Chapter 2

19 3 1
                                    

Disinilah Rey berada sekarang, di gerbang sekolah salah satu SMP elite dikota Jakarta. Dia menyandarkan dirinya di pintu gerbang yang terbuat dari besi itu sambil mendengarkan musik dari earphone kesayangannya itu.

Bel sekolah itu berbunyi tanda pulang sekolah, semua orang yang lalu lalang untuk pulang ke rumah masing-masing terheran-heran karena ada murid dari sekolah lain berada di pintu gerbang, apalagi setelah mereka melihat seragam sekolah yang begitu familiar bagi mereka, ya, semua orang tahu seragam itu, seragam yang sering dipakai oleh anak anak berandalan dari SMA Randalsbyang sering memalak anak anak SMA lain, dan tak terkecuali SMA Hamsa yang saat ini rey berada.

Keberadaan Rey, tentunya membuat semua murid SMA Hamsa menjauh ketakutan, padahal Rey bukanlah anak berandalan seperti yang mereka kira.

Tak lama kemudian,
"Hai Rey," seseorang memanggil Rey dari belakang, Rey pun berbalik dan melihat cewek cantik dengan rambut panjang nya yang terurai sedang melambaikan tangannya kearah Rey, dia adalah Eline, sahabat Rey sejak kecil. Mereka selalu  berdua kemanapun, bahkan tak jarang orang mengira bahwa mereka pacaran.

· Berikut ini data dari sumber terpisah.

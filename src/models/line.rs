use std::fmt;
use serde::{Deserialize, Serialize};
use crate::models::line_type::LineType;
use crate::models::range_set::RangeSet;
use crate::parser::text_processor::remove_ranges;

/// 一行剧本文本的分类结果
///
/// 所有区间都是 `raw_text` 内的字节偏移，`position` 是该行首字符在整篇文档中的偏移。
#[derive(Debug, Clone, PartialEq, Eq, Serialize, Deserialize)]
pub struct Line {
    /// 行类型
    #[serde(rename = "type")]
    pub line_type: LineType,
    /// 原始文本（不含换行符）
    pub raw_text: String,
    /// 行首在文档中的偏移
    pub position: usize,
    /// 语义文本之前被剥离的标记字符数
    pub preceding_formatting_char_count: usize,
    /// 章节层级，仅 section 有意义
    pub section_depth: usize,
    /// 场景编号，仅 heading 有意义
    pub scene_number: Option<String>,
    /// 颜色标签
    pub color_tag: Option<String>,
    pub bold_ranges: RangeSet,
    pub italic_ranges: RangeSet,
    pub underlined_ranges: RangeSet,
    pub note_ranges: RangeSet,
    pub omitted_ranges: RangeSet,
    /// 行内样式分隔符本身所在位置
    pub marker_ranges: RangeSet,
    /// 本行结束了之前行开启的省略块
    pub omit_in: bool,
    /// 本行结束时省略块仍处于打开状态
    pub omit_out: bool,
    /// 被拆成多行的段落的后续行（仅批量解析）
    pub is_split_paragraph: bool,
    /// 紧随其后的角色开始双对白（仅批量解析）
    pub next_is_dual_dialogue: bool,
}

impl Line {
    pub fn new(raw_text: &str, position: usize) -> Self {
        Line::with_type_at(raw_text, LineType::Empty, position)
    }

    pub fn with_type(raw_text: &str, line_type: LineType) -> Self {
        Line::with_type_at(raw_text, line_type, 0)
    }

    pub fn with_type_at(raw_text: &str, line_type: LineType, position: usize) -> Self {
        Line {
            line_type,
            raw_text: raw_text.to_string(),
            position,
            preceding_formatting_char_count: 0,
            section_depth: 0,
            scene_number: None,
            color_tag: None,
            bold_ranges: RangeSet::new(),
            italic_ranges: RangeSet::new(),
            underlined_ranges: RangeSet::new(),
            note_ranges: RangeSet::new(),
            omitted_ranges: RangeSet::new(),
            marker_ranges: RangeSet::new(),
            omit_in: false,
            omit_out: false,
            is_split_paragraph: false,
            next_is_dual_dialogue: false,
        }
    }

    /// 行尾（不含换行符）在文档中的偏移
    pub fn end(&self) -> usize {
        self.position + self.raw_text.len()
    }

    // 去掉省略内容、注解和样式标记后的文本
    pub fn cleaned_text(&self) -> String {
        let hidden = self
            .omitted_ranges
            .union(&self.note_ranges)
            .union(&self.marker_ranges);
        remove_ranges(&self.raw_text, &hidden)
    }

    /// 整行可见字符都被省略
    pub fn is_omitted(&self) -> bool {
        if self.omitted_ranges.is_empty() {
            return false;
        }
        self.raw_text
            .char_indices()
            .all(|(i, c)| c.is_whitespace() || self.omitted_ranges.contains(i))
    }

    /// 打印时不可见：被省略、章节、概要，或只有注解
    pub fn is_invisible(&self) -> bool {
        if self.is_omitted() {
            return true;
        }
        if matches!(self.line_type, LineType::Section | LineType::Synopsis) {
            return true;
        }
        !self.note_ranges.is_empty()
            && remove_ranges(&self.raw_text, &self.note_ranges.union(&self.omitted_ranges))
                .trim()
                .is_empty()
    }

    pub fn is_title_page(&self) -> bool {
        self.line_type.is_title_page()
    }

    pub fn is_dialogue_element(&self) -> bool {
        self.line_type.is_dialogue_element()
    }

    pub fn type_as_string(&self) -> &'static str {
        self.line_type.as_str()
    }

    pub fn type_as_fountain_string(&self) -> &'static str {
        self.line_type.fountain_name()
    }
}

impl fmt::Display for Line {
    fn fmt(&self, f: &mut fmt::Formatter<'_>) -> fmt::Result {
        write!(f, "{}: {}", self.line_type, self.raw_text)
    }
}
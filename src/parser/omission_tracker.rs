use crate::models::RangeSet;
use crate::utils::FountainConstants;

/// 一行的省略状态
#[derive(Debug, Clone, Default, PartialEq, Eq)]
pub struct Omission {
    /// 本行关闭了前面行打开的省略块
    pub omit_in: bool,
    /// 本行结束时省略块仍然打开
    pub omit_out: bool,
    /// 被省略的区间（包含 `[[` `]]` 本身）
    pub ranges: RangeSet,
}

/// 跨行省略块跟踪
///
/// 格式规定同一时刻最多只有一个省略块，所以只需要一个布尔标记，不需要栈。
#[derive(Debug, Clone, Default)]
pub struct OmissionTracker {
    open: bool,
}

impl OmissionTracker {
    pub fn new() -> Self {
        OmissionTracker { open: false }
    }

    pub fn is_open(&self) -> bool {
        self.open
    }

    /// 文档结束，返回是否有未关闭的省略块
    pub fn finish(&mut self) -> bool {
        let was_open = self.open;
        self.open = false;
        was_open
    }

    /// 处理一行。notes 是本行的注解区间，落在注解里的 `[[` 不算开口
    pub fn process(&mut self, text: &str, notes: &RangeSet) -> Omission {
        let mut result = Omission::default();
        let mut cursor = 0;

        if self.open {
            match text.find(FountainConstants::OMIT_CLOSE) {
                Some(idx) => {
                    let end = idx + FountainConstants::OMIT_CLOSE.len();
                    result.ranges.insert(0..end);
                    result.omit_in = true;
                    self.open = false;
                    cursor = end;
                }
                None => {
                    // 整行都在省略块里
                    result.ranges.insert(0..text.len());
                    result.omit_out = true;
                    return result;
                }
            }
        }

        // 省略块关闭状态：在剩余部分里找新的开口
        while let Some(idx) = text[cursor..].find(FountainConstants::OMIT_OPEN) {
            let start = cursor + idx;
            let body = start + FountainConstants::OMIT_OPEN.len();
            if notes.contains(start) {
                cursor = body;
                continue;
            }
            match text[body..].find(FountainConstants::OMIT_CLOSE) {
                Some(close_idx) => {
                    let end = body + close_idx + FountainConstants::OMIT_CLOSE.len();
                    result.ranges.insert(start..end);
                    cursor = end;
                }
                None => {
                    result.ranges.insert(start..text.len());
                    result.omit_out = true;
                    self.open = true;
                    break;
                }
            }
        }

        result
    }
}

Sebenarnya Rey memang mencintai Eline, tetapi  karena Eline sahabatnya sendiri dan ia tidak ingin persahabatan nya hancur semakin membuat ia tidak berani mengungkapkan perasaan nya.

Tanpa basa-basi Eline langsung menggandeng tangan Rey.
Baru berapa langkah berjalan, Eline mencubit pinggang Rey dan berbisik,
"Kamu habis berantem ya Rey?" tanya eline yang belum melepaskan cubitannya,

Rey pun tidak tahu mau bilang apa kepada Eline, ia memilih untuk diam.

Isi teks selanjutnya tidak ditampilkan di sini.